* [DESCRIPTION OF THE TASK] Scan the data below and copy each line where "write" occurs.

==== GIVEN RECORDS ====

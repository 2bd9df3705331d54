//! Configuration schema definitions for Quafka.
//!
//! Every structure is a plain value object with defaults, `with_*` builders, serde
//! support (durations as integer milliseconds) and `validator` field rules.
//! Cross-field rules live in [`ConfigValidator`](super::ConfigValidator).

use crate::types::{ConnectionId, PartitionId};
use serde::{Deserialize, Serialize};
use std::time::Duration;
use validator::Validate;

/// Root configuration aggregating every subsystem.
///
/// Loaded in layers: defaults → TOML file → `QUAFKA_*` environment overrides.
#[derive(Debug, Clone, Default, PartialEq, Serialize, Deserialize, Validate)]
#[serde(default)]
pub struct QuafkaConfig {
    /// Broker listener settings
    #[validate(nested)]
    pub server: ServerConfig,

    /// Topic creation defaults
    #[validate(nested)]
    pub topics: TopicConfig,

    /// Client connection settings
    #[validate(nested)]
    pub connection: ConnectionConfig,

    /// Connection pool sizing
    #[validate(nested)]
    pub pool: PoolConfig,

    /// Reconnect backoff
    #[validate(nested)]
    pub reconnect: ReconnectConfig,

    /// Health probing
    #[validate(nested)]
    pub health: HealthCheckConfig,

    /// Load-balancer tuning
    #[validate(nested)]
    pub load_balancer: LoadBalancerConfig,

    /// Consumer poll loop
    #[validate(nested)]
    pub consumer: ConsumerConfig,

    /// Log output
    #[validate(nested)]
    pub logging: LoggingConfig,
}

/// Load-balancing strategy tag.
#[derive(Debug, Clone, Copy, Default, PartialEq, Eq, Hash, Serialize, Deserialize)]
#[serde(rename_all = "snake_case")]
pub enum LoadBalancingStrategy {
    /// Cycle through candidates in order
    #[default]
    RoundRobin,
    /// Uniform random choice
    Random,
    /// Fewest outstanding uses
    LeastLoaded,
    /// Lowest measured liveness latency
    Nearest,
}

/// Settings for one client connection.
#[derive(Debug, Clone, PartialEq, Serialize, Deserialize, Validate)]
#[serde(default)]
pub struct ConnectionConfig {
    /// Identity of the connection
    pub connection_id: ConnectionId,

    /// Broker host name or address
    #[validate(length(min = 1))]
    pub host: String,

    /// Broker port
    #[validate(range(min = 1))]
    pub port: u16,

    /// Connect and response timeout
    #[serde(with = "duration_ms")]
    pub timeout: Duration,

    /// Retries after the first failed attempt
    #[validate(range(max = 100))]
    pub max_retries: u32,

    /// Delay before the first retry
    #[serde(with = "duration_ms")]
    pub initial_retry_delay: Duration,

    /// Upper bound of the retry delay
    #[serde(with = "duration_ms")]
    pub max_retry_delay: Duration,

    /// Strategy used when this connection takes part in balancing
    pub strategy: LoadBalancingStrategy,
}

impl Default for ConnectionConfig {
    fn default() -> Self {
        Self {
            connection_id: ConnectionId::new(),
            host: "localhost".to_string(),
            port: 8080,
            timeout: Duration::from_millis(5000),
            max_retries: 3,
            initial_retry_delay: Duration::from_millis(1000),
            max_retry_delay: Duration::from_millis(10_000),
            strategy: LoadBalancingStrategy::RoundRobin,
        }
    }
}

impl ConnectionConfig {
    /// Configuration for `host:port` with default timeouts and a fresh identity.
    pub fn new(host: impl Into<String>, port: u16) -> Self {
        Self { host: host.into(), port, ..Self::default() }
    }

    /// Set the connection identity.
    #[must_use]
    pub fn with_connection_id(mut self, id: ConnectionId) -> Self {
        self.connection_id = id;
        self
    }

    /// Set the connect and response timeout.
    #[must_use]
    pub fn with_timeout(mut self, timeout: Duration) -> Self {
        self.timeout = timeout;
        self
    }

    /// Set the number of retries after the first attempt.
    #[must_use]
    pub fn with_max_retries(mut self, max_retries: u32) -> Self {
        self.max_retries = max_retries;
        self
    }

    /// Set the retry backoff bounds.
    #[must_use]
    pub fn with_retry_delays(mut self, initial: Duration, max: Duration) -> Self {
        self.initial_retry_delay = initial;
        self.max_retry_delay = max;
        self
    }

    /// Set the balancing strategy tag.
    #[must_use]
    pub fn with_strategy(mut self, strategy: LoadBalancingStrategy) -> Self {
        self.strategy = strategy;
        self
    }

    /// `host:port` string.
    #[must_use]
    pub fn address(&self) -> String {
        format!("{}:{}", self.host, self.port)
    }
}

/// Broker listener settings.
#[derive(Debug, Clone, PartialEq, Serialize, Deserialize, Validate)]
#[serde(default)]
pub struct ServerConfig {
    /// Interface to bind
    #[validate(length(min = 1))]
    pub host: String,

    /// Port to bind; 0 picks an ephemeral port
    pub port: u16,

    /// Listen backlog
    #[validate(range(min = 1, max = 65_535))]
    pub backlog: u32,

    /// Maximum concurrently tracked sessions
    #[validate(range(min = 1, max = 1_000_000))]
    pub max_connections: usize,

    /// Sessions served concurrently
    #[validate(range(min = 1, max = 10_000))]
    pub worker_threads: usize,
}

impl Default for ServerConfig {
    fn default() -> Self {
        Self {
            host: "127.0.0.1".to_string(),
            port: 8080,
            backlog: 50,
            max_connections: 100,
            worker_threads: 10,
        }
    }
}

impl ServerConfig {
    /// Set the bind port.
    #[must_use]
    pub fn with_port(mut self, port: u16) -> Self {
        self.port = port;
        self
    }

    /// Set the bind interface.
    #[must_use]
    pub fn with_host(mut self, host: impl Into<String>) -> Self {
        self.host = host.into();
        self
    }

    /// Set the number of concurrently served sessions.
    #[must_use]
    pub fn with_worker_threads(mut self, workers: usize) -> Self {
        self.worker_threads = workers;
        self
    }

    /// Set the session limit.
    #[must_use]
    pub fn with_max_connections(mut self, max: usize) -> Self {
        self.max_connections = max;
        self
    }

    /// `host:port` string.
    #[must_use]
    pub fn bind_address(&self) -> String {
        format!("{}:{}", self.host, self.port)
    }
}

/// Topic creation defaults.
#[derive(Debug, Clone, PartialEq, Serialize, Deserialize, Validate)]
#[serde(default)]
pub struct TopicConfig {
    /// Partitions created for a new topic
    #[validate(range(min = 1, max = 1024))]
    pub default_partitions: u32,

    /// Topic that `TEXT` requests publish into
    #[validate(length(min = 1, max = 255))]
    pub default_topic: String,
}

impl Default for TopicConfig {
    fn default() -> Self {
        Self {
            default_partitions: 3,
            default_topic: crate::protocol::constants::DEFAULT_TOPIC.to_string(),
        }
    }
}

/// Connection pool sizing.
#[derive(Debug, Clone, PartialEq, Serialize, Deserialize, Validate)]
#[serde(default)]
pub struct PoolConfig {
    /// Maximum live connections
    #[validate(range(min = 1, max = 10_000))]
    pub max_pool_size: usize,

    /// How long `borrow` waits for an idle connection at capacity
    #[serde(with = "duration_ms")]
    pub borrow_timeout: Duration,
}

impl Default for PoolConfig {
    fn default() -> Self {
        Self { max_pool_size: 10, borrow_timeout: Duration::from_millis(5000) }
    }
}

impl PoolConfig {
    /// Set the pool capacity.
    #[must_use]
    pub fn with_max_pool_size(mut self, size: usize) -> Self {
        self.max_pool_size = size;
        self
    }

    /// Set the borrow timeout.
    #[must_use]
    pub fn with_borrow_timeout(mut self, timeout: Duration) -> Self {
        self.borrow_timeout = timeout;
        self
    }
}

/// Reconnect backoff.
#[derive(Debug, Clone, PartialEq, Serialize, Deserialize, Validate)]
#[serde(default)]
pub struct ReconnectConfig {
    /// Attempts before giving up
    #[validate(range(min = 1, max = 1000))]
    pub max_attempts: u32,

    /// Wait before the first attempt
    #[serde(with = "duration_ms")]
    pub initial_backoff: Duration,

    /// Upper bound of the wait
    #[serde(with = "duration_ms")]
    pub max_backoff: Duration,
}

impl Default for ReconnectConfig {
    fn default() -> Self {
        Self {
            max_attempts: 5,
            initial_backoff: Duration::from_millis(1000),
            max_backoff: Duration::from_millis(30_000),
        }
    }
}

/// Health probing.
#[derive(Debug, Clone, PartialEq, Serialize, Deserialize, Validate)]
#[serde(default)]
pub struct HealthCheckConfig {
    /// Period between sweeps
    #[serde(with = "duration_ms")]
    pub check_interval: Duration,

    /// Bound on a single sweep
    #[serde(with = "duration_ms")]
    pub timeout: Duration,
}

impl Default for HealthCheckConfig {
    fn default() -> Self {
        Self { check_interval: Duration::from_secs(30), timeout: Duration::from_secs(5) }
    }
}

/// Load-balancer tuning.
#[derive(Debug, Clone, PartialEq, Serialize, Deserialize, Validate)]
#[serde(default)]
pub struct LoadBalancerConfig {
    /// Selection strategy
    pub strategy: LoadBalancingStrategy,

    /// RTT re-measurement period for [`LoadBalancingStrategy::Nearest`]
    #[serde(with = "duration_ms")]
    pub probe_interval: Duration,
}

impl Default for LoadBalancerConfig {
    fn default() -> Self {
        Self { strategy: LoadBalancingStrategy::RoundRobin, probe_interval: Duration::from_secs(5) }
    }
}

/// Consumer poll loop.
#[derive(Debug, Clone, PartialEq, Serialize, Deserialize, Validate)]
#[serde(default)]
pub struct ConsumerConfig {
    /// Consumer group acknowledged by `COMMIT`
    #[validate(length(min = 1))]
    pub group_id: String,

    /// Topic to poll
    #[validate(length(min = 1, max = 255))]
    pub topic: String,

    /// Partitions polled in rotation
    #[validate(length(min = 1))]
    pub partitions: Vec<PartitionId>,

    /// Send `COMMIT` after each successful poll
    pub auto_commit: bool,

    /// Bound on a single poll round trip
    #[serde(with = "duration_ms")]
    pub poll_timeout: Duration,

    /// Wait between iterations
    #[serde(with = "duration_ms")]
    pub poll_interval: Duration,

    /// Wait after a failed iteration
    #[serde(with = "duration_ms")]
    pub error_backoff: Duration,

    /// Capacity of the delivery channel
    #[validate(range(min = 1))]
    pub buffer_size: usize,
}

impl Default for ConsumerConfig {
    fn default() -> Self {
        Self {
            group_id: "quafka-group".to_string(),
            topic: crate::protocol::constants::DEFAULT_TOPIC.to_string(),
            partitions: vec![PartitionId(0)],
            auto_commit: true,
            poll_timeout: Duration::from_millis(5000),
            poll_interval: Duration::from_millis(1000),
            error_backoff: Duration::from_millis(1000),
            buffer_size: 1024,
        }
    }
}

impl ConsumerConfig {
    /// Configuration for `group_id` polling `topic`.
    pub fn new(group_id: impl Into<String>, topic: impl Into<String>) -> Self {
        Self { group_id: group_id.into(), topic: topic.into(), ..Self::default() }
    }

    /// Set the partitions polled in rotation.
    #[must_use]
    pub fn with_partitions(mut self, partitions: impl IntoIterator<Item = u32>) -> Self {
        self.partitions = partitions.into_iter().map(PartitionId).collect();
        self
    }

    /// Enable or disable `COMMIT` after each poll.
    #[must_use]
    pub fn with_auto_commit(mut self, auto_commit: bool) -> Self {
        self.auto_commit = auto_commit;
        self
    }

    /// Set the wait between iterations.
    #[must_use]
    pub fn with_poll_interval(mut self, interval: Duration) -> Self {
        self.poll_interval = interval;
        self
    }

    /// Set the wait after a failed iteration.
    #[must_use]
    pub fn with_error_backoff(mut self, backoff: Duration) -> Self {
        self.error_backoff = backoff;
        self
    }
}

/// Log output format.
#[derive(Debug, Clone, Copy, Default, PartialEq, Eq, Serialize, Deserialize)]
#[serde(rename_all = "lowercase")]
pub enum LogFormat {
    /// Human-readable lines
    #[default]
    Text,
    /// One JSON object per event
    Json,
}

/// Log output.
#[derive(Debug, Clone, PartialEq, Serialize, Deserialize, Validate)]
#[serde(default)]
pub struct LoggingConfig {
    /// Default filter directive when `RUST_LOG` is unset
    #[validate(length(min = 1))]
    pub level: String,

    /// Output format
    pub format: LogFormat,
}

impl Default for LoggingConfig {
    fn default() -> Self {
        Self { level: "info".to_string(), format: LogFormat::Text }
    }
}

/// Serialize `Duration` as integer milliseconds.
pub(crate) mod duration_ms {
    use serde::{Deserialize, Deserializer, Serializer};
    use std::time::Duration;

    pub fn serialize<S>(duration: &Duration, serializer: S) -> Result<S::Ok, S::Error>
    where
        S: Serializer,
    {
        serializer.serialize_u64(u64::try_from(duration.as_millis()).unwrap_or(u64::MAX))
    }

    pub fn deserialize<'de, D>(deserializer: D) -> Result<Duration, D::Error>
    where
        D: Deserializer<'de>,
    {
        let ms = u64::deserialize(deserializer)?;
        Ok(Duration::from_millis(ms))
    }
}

====
==== GIVEN RECORDS ====

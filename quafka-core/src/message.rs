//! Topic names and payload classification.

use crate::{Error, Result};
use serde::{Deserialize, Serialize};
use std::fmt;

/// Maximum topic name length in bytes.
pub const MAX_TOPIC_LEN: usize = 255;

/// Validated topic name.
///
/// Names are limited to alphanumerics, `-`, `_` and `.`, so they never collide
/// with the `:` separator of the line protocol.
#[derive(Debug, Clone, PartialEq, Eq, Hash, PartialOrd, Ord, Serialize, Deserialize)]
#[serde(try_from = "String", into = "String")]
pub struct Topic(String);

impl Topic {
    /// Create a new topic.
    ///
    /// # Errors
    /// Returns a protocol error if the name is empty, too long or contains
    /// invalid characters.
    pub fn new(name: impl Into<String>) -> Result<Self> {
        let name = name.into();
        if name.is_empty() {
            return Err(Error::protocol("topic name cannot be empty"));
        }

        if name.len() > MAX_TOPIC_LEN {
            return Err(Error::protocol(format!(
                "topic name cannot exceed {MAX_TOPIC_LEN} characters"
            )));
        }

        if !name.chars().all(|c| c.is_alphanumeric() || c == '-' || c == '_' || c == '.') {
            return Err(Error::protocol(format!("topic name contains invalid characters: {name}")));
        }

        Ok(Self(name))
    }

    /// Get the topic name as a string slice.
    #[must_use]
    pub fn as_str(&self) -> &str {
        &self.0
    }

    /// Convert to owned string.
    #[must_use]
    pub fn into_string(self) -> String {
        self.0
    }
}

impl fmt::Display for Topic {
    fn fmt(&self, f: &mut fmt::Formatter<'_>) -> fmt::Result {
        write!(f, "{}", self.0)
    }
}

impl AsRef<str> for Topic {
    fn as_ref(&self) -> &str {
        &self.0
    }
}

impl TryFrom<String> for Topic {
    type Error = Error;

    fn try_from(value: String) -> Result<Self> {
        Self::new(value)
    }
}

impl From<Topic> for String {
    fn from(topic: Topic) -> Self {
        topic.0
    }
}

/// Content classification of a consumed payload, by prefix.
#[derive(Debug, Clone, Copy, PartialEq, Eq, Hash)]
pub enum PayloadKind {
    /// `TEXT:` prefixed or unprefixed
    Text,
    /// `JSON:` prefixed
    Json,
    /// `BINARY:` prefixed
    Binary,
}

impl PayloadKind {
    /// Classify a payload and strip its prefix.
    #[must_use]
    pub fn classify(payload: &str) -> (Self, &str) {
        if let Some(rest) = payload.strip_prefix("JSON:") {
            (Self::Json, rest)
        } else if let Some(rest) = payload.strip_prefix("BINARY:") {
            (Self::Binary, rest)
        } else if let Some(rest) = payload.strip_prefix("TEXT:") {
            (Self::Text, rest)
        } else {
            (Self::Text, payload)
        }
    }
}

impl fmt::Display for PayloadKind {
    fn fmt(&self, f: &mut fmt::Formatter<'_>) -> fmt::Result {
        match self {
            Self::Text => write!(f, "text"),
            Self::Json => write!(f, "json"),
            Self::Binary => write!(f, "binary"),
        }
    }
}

====

* [OUTPUT FOR THIS EXERCISE]
        write!(f, "{}", self.0)
            Self::Text => write!(f, "text"),
            Self::Json => write!(f, "json"),
            Self::Binary => write!(f, "binary"),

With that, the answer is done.